KIT Mutations Are Common in Testicular Seminomas

Kathleen Kemmer*, Christopher L. Corless{dagger}, Jonathan A. Fletcher{ddagger}, Laura McGreevey*, Andrea Haley{dagger}, Diana Griffith*, Oscar W. Cummings§, Cecily Wait*, Ajia Town* and Michael C. Heinrich*

From the Division of Hematology and Oncology,* Department of Pathology,{dagger} Oregon Health and Science University Cancer Institute and Portland Veterans Affairs Medical Center, Portland, Oregon; the Department of Pathology,{ddagger} Brigham and Women’s Hospital, Boston, Massachusetts; and the Department of Pathology,§ Indiana University, Indianapolis, Indiana

Expression of KIT tyrosine kinase is critical for normal germ cell development and is observed in the majority of seminomas.

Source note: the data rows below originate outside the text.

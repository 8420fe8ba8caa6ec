//! Bounded work queues (spec §4.8): two size-500 lanes shared by the traffic
//! pipeline and bulk monitor add/delete, so a burst in one never starves the
//! other. Grounded on `fv_provider::http_transport::TransportRegistry`'s
//! plain `std::sync::Mutex`-guarded table — these queues are drained
//! synchronously under the lock too, never held across an `.await`.

use std::collections::VecDeque;
use std::sync::Mutex;

use fv_core::model::{Instance, PmacctMonitor};
use fv_provider::NodeConfig;

/// Capacity of each lane (spec §4.8: "two bounded queues (size 500)").
pub const QUEUE_CAPACITY: usize = 500;

/// Work a queued item carries. `DeleteMonitor` disables rather than hard
/// deletes, since `Storage` exposes no monitor-delete method — only
/// `upsert_pmacct_monitor`, which this treats as "upsert with
/// `is_enabled: false`".
#[derive(Debug, Clone)]
pub enum Payload {
    CollectTraffic { node: NodeConfig, monitor: PmacctMonitor },
    AddMonitor { node: NodeConfig, instance: Instance, device: String },
    DeleteMonitor { monitor: PmacctMonitor },
}

#[derive(Debug, Clone)]
pub struct QueueItem {
    pub provider_id: String,
    pub payload: Payload,
}

impl QueueItem {
    pub fn new(provider_id: impl Into<String>, payload: Payload) -> Self {
        Self { provider_id: provider_id.into(), payload }
    }
}

/// Which lane an item belongs to (spec §4.8's "two bounded queues").
#[derive(Debug, Clone, Copy, PartialEq, Eq)]
pub enum QueueLane {
    /// Periodic traffic-collection jobs, fed by the traffic pipeline.
    Collect,
    /// Bulk monitor add/delete requests.
    Mutate,
}

/// Whether an enqueue succeeded or was rejected because the lane is full.
#[derive(Debug, Clone, Copy, PartialEq, Eq)]
pub enum EnqueueOutcome {
    Accepted,
    Dropped,
}

struct BoundedQueue {
    items: Mutex<VecDeque<QueueItem>>,
    capacity: usize,
}

impl BoundedQueue {
    fn new(capacity: usize) -> Self {
        Self { items: Mutex::new(VecDeque::new()), capacity }
    }

    fn try_push(&self, item: QueueItem) -> bool {
        let mut guard = self.items.lock().expect("queue mutex poisoned");
        if guard.len() >= self.capacity {
            return false;
        }
        guard.push_back(item);
        true
    }

    fn drain(&self) -> Vec<QueueItem> {
        self.items.lock().expect("queue mutex poisoned").drain(..).collect()
    }

    fn len(&self) -> usize {
        self.items.lock().expect("queue mutex poisoned").len()
    }
}

/// The two lanes the batch processor drains together.
pub struct TaskQueue {
    collect: BoundedQueue,
    mutate: BoundedQueue,
}

impl TaskQueue {
    pub fn new() -> Self {
        Self { collect: BoundedQueue::new(QUEUE_CAPACITY), mutate: BoundedQueue::new(QUEUE_CAPACITY) }
    }

    pub fn push(&self, lane: QueueLane, item: QueueItem) -> EnqueueOutcome {
        let accepted = match lane {
            QueueLane::Collect => self.collect.try_push(item),
            QueueLane::Mutate => self.mutate.try_push(item),
        };
        if accepted {
            EnqueueOutcome::Accepted
        } else {
            EnqueueOutcome::Dropped
        }
    }

    pub fn is_idle(&self) -> bool {
        self.collect.len() == 0 && self.mutate.len() == 0
    }

    /// Total items waiting across both lanes, used to scale the processing
    /// interval (spec §4.8: "scales inversely with queue depth").
    pub fn depth(&self) -> usize {
        self.collect.len() + self.mutate.len()
    }

    /// Drains both lanes; the caller partitions the result by `provider_id`.
    pub fn drain_all(&self) -> Vec<QueueItem> {
        let mut items = self.collect.drain();
        items.extend(self.mutate.drain());
        items
    }
}

impl Default for TaskQueue {
    fn default() -> Self {
        Self::new()
    }
}

#[cfg(test)]
mod tests {
    use super::*;

    fn item(provider_id: &str) -> QueueItem {
        QueueItem::new(provider_id, Payload::DeleteMonitor {
            monitor: PmacctMonitor {
                instance_id: "i-1".into(),
                provider_id: provider_id.into(),
                mapped_ip: None,
                mapped_ipv6: None,
                is_enabled: false,
                last_sync: None,
            },
        })
    }

    #[test]
    fn push_respects_per_lane_capacity() {
        let small = BoundedQueue::new(2);
        assert!(small.try_push(item("p-1")));
        assert!(small.try_push(item("p-1")));
        assert!(!small.try_push(item("p-1")));
        assert_eq!(small.len(), 2);
    }

    #[test]
    fn queue_is_idle_until_something_is_pushed() {
        let queue = TaskQueue::new();
        assert!(queue.is_idle());
        queue.push(QueueLane::Collect, item("p-1"));
        assert!(!queue.is_idle());
        assert_eq!(queue.depth(), 1);
    }

    #[test]
    fn drain_all_empties_both_lanes() {
        let queue = TaskQueue::new();
        queue.push(QueueLane::Collect, item("p-1"));
        queue.push(QueueLane::Mutate, item("p-2"));
        assert_eq!(queue.depth(), 2);
        let drained = queue.drain_all();
        assert_eq!(drained.len(), 2);
        assert!(queue.is_idle());
    }

    #[test]
    fn push_beyond_capacity_is_dropped_not_panicked() {
        let queue = TaskQueue::new();
        for _ in 0..QUEUE_CAPACITY {
            assert_eq!(queue.push(QueueLane::Mutate, item("p-1")), EnqueueOutcome::Accepted);
        }
        assert_eq!(queue.push(QueueLane::Mutate, item("p-1")), EnqueueOutcome::Dropped);
    }
}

Activating mutations in KIT are common in gastrointestinal stromal tumors and mastocytosis. In this study we examined the frequency and spectrum of KIT mutations in 54 testicular seminomas, 1 ovarian dysgerminoma and 37 non-seminomatous germ cell tumors (NSGCT). Fourteen seminomas (25.9%) contained exon 17 point mutations including D816V (6 cases), D816H (3 cases), Y823D (2 cases), and single examples of Y823C, N822K, and T801I. No KIT mutations were found in the ovarian dysgerminoma or the NSGCTs. In transient transfection assays, mutant isoforms D816V, D816H, Y823D, and N822K were constitutively phosphorylated in the absence of the natural ligand for KIT, stem cell factor (SCF). In contrast, activation of T801I and wild-type KIT required SCF. Mutants N822K and Y823D were inhibited by imatinib mesylate (Gleevec, previously STI571) whereas D816V and D816H were both resistant to imatinib mesylate. Biochemical evidence of KIT activation, as assessed by KIT phosphorylation and KIT association with phosphatidylinositol (PI) 3-kinase in tumor cell lysates, was largely confined to seminomas with a genomic KIT mutation. These findings suggest that activating KIT mutations may contribute to tumorigenesis in a subset of seminomas, but are not involved in NSGCT.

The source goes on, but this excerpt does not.